"İçtihat Metni"
Kararı Veren
Yargıtay Dairesi : 9. Ceza Dairesi
Mahkemesi :Asliye Ceza
Sayısı : 417-447
İftira suçundan sanık ...’nun TCK'nın 267/1, 50/1-a ve 52/2 maddeleri uyarınca 14.600 TL adli para cezası ile cezalandırılmasına ilişkin İstanbul 31. Asliye Ceza Mahkemesince verilen 19.07.2013 tarihli ve 506-558 sayılı hükmün, sanık ve müdafisi tarafından temyiz edilmesi üzerine dosyayı inceleyen Yargıtay 9. Ceza Dairesince 22.10.2014 tarih ve 6104-10677 sayı ile;
“İftira suçunun oluşabilmesi için; yetkili makamlara ihbar veya şikayette bulunarak işlemediğini bildiği halde, hakkında soruşturma ve kovuşturma başlatılmasını ya da idari bir yaptırım uygulanmasını sağlamak için bir kimseye hukuka aykırı bir fiil isnat edilmesinin gerektiği, somut olayda; sanığın eyleminin suç işlemediğini bildiği kimseye suç atmak biçiminde olmayıp daha önceden tanımadığı katılan hakkındaki kanaate dayalı soyut bir takım iddialarının hak arama özgürlüğü kapsamında olduğu iddiaların kanıtlanamamasının iftira suçunun mevcudiyetine sebebiyet vermeyeceği düşünülmeden, yasal unsurları itibariyle oluşmayan iftira suçundan sanığın beraati yerine mahkumiyetine karar verilmesi” isabetsizliğinden bozulmasına karar verilmiştir.

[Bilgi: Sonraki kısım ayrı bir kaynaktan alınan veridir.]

//! Launchpad HTTP Client
//!
//! A simple, type-safe HTTP client for the deployed task API.
//!
//! The CLI uses the typed endpoints (`health`, `stats`, tasks, categories)
//! for operator commands; the pipeline's verification phase uses
//! [`TaskApiClient::get_raw`], which reports every status code instead of
//! turning non-2xx responses into errors.
//!
//! # Example
//!
//! ```no_run
//! use launchpad_client::TaskApiClient;
//! use launchpad_core::dto::task::CreateTask;
//!
//! #[tokio::main]
//! async fn main() -> launchpad_client::Result<()> {
//!     let client = TaskApiClient::new("http://203.0.113.10");
//!
//!     let created = client.create_task(CreateTask::titled("Buy milk")).await?;
//!
//!     println!("Created task: {}", created.task.id);
//!     Ok(())
//! }
//! ```

mod categories;
pub mod error;
mod status;
mod tasks;

// Re-export commonly used types
pub use error::{ClientError, Result};

use reqwest::Client;
use serde::de::DeserializeOwned;
use std::time::Duration;

/// HTTP client for the task API
///
/// Methods are organized into logical groups:
/// - Service status (health, stats, raw probes)
/// - Task CRUD
/// - Categories
#[derive(Debug, Clone)]
pub struct TaskApiClient {
    /// Base URL of the deployment (e.g., "http://203.0.113.10")
    base_url: String,
    /// HTTP client instance
    client: Client,
}

/// Status and body of a response, whatever the status code
#[derive(Debug, Clone, PartialEq, Eq)]
pub struct RawResponse {
    pub status: u16,
    pub body: String,
}

impl RawResponse {
    /// True for 2xx responses
    pub fn is_success(&self) -> bool {
        (200..300).contains(&self.status)
    }
}

impl TaskApiClient {
    /// Create a new client with reqwest's default settings
    ///
    /// # Example
    /// ```
    /// use launchpad_client::TaskApiClient;
    ///
    /// let client = TaskApiClient::new("http://localhost:5000");
    /// ```
    pub fn new(base_url: impl Into<String>) -> Self {
        Self::with_client(base_url, Client::new())
    }

    /// Create a client whose connections give up after `connect_timeout`
    /// and whose requests give up after `request_timeout`
    pub fn with_timeouts(
        base_url: impl Into<String>,
        connect_timeout: Duration,
        request_timeout: Duration,
    ) -> Result<Self> {
        let client = Client::builder()
            .connect_timeout(connect_timeout)
            .timeout(request_timeout)
            .build()?;

        Ok(Self::with_client(base_url, client))
    }

    /// Create a new client with a custom HTTP client
    ///
    /// This allows you to configure timeouts, proxies, TLS settings, etc.
    pub fn with_client(base_url: impl Into<String>, client: Client) -> Self {
        let base_url = base_url.into();
        Self {
            base_url: base_url.trim_end_matches('/').to_string(),
            client,
        }
    }

    /// Get the base URL of the deployment
    pub fn base_url(&self) -> &str {
        &self.base_url
    }

    /// Join a path onto the base URL
    pub fn url(&self, path: &str) -> String {
        if path.starts_with('/') {
            format!("{}{}", self.base_url, path)
        } else {
            format!("{}/{}", self.base_url, path)
        }
    }

    /// GET a path and return status and body without judging the status
    ///
    /// Only transport failures (connection refused, timeouts) are errors.
    pub async fn get_raw(&self, path: &str) -> Result<RawResponse> {
        let url = self.url(path);
        tracing::debug!("GET {}", url);

        let response = self.client.get(&url).send().await?;
        let status = response.status().as_u16();
        let body = response.text().await?;

        Ok(RawResponse { status, body })
    }

    // =============================================================================
    // Response Handlers
    // =============================================================================

    /// Handle an API response and deserialize JSON
    ///
    /// This method checks the status code and returns an appropriate error if
    /// the request failed, or deserializes the response body if successful.
    async fn handle_response<T: DeserializeOwned>(&self, response: reqwest::Response) -> Result<T> {
        let status = response.status();

        if !status.is_success() {
            let error_text = response
                .text()
                .await
                .unwrap_or_else(|_| "Unknown error".to_string());
            let message = extract_error_message(&error_text);
            return Err(ClientError::Api {
                status: status.as_u16(),
                message,
            });
        }

        response
            .json()
            .await
            .map_err(|e| ClientError::Decode(e.to_string()))
    }
}

/// Pulls `error` out of the API's JSON error envelope, falling back to the raw text
fn extract_error_message(body: &str) -> String {
    serde_json::from_str::<launchpad_core::dto::ErrorResponse>(body)
        .map(|envelope| envelope.error)
        .unwrap_or_else(|_| body.to_string())
}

İstanbul 31. Asliye Ceza Mahkemesi ise 15.12.2015 tarih ve 417-447 sayı ile;
"...İftira kelime anlamıyla, bir kimseye asılsız suç yüklemek kişinin yapmadığı bir şeyi yapmış gibi göstermek, kişilerin hayatlarını zora sokmak amacıyla hakkında söylenen asılsız sözleri ifade eder. Çamur at izi kalsın misali, suç atmak asılsız ve kasıtlı suç yükleme, ya da bir kimseye işlemediği bir suçu isnat etmektir. Olan bir olayı abartı ile üstüne ekleyerek anlatmakta bir nevi iftiradır. Yargıtay içtihatlarına göre 'eğer ihbar ve şikayette bulunan bir kimse, elinde olayın vukuna delalet edecek ciddi ve inandırıcı kanıtları bulunmadığı halde sırf tahmin ve benzetmeye dayanarak ya da vasat düzeyde bir kimsenin dahi yeterliliğini tartışabileceği kanıtları yeterli sayarak bir suçlama ile şikayet yoluna gitmiş ise bu kişinin davranışında aşırılığın, hukuka aykırılığın ve ağır kusurun varlığını kabul zorunludur' diyerek şikayet konusunda elinde delil olmadığı halde şikayetin yapılmış olması bilerek zararlandırmak, küçük düşürmek için yapıldığı anlamına gelir.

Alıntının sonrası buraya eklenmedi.